Four weeks after suicide bombers struck the British capital, thousands of police took to the streets today to reassure jittery Londoners as al-Qaeda warned there would be more attacks.
Underground rail stations swarmed with police, many of them armed, as millions of commuters headed into work.
"It is certainly a very big police operation," said Deputy Chief Constable Andy Trotter. "We are out there to reassure Londoners and also to deter any further attacks."
Al-Qaeda's second in command Ayman al-Zawahri issued a warning to Britain in a new video aired today.
"Blair's policies will bring more destruction to Britons after the London explosions," al-Zawahri, Osama bin Laden's deputy, said in a tape aired by al-Jazeera television.
British Prime Minister, Tony Blair, has consistently rejected the idea that Britain's involvement in the war in Iraq is linked to the attacks on London last month.
Today, the Piccadilly underground railway line was fully operational for the first time since four suicide bombers killed 52 people on three trains and a bus on July 7.

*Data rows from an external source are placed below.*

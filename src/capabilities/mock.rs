// Scripted capability implementations for tests and local dry runs.

use std::sync::atomic::{AtomicU32, Ordering};
use std::sync::Arc;
use std::time::Duration;

use async_trait::async_trait;

use crate::capabilities::{
    CapabilityError, ComposedImage, OcrEngine, TextRegion, Translator, Typesetter, TypesetRegion,
};

type RegionScript = Arc<dyn Fn(&[u8]) -> Vec<TextRegion> + Send + Sync>;
type DelayScript = Arc<dyn Fn(&[u8]) -> Duration + Send + Sync>;

/// Configuration for creating a MockOcr.
#[derive(Clone, Default)]
pub struct MockOcrConfig {
    /// Regions returned for every image
    pub regions: Vec<TextRegion>,
    /// Number of calls that fail with a transient error before any succeeds
    pub transient_failures: u32,
    /// When set, every call fails permanently with this message
    pub permanent_error: Option<String>,
}

/// Mock OCR engine for testing.
pub struct MockOcr {
    config: MockOcrConfig,
    script: Option<RegionScript>,
    delay: Option<DelayScript>,
    calls: AtomicU32,
}

impl MockOcr {
    pub fn new(config: MockOcrConfig) -> Self {
        Self {
            config,
            script: None,
            delay: None,
            calls: AtomicU32::new(0),
        }
    }

    /// Finds no text on any page.
    pub fn no_text() -> Self {
        Self::new(MockOcrConfig::default())
    }

    /// Returns the same regions for every page.
    pub fn with_regions(regions: Vec<TextRegion>) -> Self {
        Self::new(MockOcrConfig {
            regions,
            ..Default::default()
        })
    }

    /// Fails transiently `failures` times, then returns `regions`.
    pub fn flaky(failures: u32, regions: Vec<TextRegion>) -> Self {
        Self::new(MockOcrConfig {
            regions,
            transient_failures: failures,
            ..Default::default()
        })
    }

    /// Fails every call with a permanent error.
    pub fn failing(message: &str) -> Self {
        Self::new(MockOcrConfig {
            permanent_error: Some(message.to_string()),
            ..Default::default()
        })
    }

    /// Compute regions from the image bytes instead of the fixed list.
    pub fn with_script<F>(mut self, script: F) -> Self
    where
        F: Fn(&[u8]) -> Vec<TextRegion> + Send + Sync + 'static,
    {
        self.script = Some(Arc::new(script));
        self
    }

    /// Sleep before answering, per image.
    pub fn with_delay<F>(mut self, delay: F) -> Self
    where
        F: Fn(&[u8]) -> Duration + Send + Sync + 'static,
    {
        self.delay = Some(Arc::new(delay));
        self
    }

    /// Number of detect_text calls so far, failed ones included.
    pub fn calls(&self) -> u32 {
        self.calls.load(Ordering::SeqCst)
    }
}

#[async_trait]
impl OcrEngine for MockOcr {
    async fn detect_text(&self, image: &[u8]) -> Result<Vec<TextRegion>, CapabilityError> {
        let call = self.calls.fetch_add(1, Ordering::SeqCst);

        if let Some(ref delay) = self.delay {
            let wait = delay(image);
            if !wait.is_zero() {
                tokio::time::sleep(wait).await;
            }
        }

        if let Some(ref message) = self.config.permanent_error {
            return Err(CapabilityError::Permanent(message.clone()));
        }
        if call < self.config.transient_failures {
            return Err(CapabilityError::Transient(format!(
                "scripted transient failure {} of {}",
                call + 1,
                self.config.transient_failures
            )));
        }

        match self.script {
            Some(ref script) => Ok(script(image)),
            None => Ok(self.config.regions.clone()),
        }
    }
}

/// Mock translator: prefixes text, optionally failing on matching input.
pub struct MockTranslator {
    prefix: String,
    fail_on: Option<String>,
    calls: AtomicU32,
}

impl MockTranslator {
    pub fn prefix(prefix: &str) -> Self {
        Self {
            prefix: prefix.to_string(),
            fail_on: None,
            calls: AtomicU32::new(0),
        }
    }

    /// Fail permanently for any text containing `needle`.
    pub fn failing_on(mut self, needle: &str) -> Self {
        self.fail_on = Some(needle.to_string());
        self
    }

    pub fn calls(&self) -> u32 {
        self.calls.load(Ordering::SeqCst)
    }
}

#[async_trait]
impl Translator for MockTranslator {
    async fn translate(
        &self,
        text: &str,
        _source_language: &str,
        target_language: &str,
    ) -> Result<String, CapabilityError> {
        self.calls.fetch_add(1, Ordering::SeqCst);
        if let Some(ref needle) = self.fail_on {
            if text.contains(needle.as_str()) {
                return Err(CapabilityError::Permanent(format!(
                    "cannot translate '{}' to {}",
                    text, target_language
                )));
            }
        }
        Ok(format!("{}{}", self.prefix, text))
    }
}

/// Mock typesetter. The output is a header listing the drawn texts followed by
/// the original bytes, so tests can tell which page an output came from.
#[derive(Default)]
pub struct MockTypesetter {
    error: Option<CapabilityError>,
}

impl MockTypesetter {
    pub fn new() -> Self {
        Self::default()
    }

    pub fn failing(error: CapabilityError) -> Self {
        Self { error: Some(error) }
    }
}

#[async_trait]
impl Typesetter for MockTypesetter {
    async fn compose(
        &self,
        image: &[u8],
        regions: &[TypesetRegion],
    ) -> Result<ComposedImage, CapabilityError> {
        if let Some(ref error) = self.error {
            return Err(error.clone());
        }
        let texts: Vec<&str> = regions.iter().map(|r| r.text.as_str()).collect();
        let mut bytes = format!("composed[{}]\n", texts.join("|")).into_bytes();
        bytes.extend_from_slice(image);
        Ok(ComposedImage {
            bytes,
            content_type: "image/png".to_string(),
        })
    }
}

Offering an intriguing glimpse into the investigation, New York police chief Raymond Kelly said the bombs were made from simple ingredients like hair bleach. Three of them were set off by mobile phones, he said.
"It's more like these terrorists went to a hardware store or some beauty supply store," Mr Kelly said.
According to US media reports, he said the explosives were stored in refrigerators and then shipped in coolers to a railway station outside London where the bombers took a train to the capital.
His briefing, partly based on information from New York officers sent to London to monitor the police inquiry, was the first detailed account of the methods used by the bombers.
In another wave of attacks two weeks after the first, four bombs failed to detonate and, after the biggest manhunt in British history, four suspects were arrested, including one seized in Rome.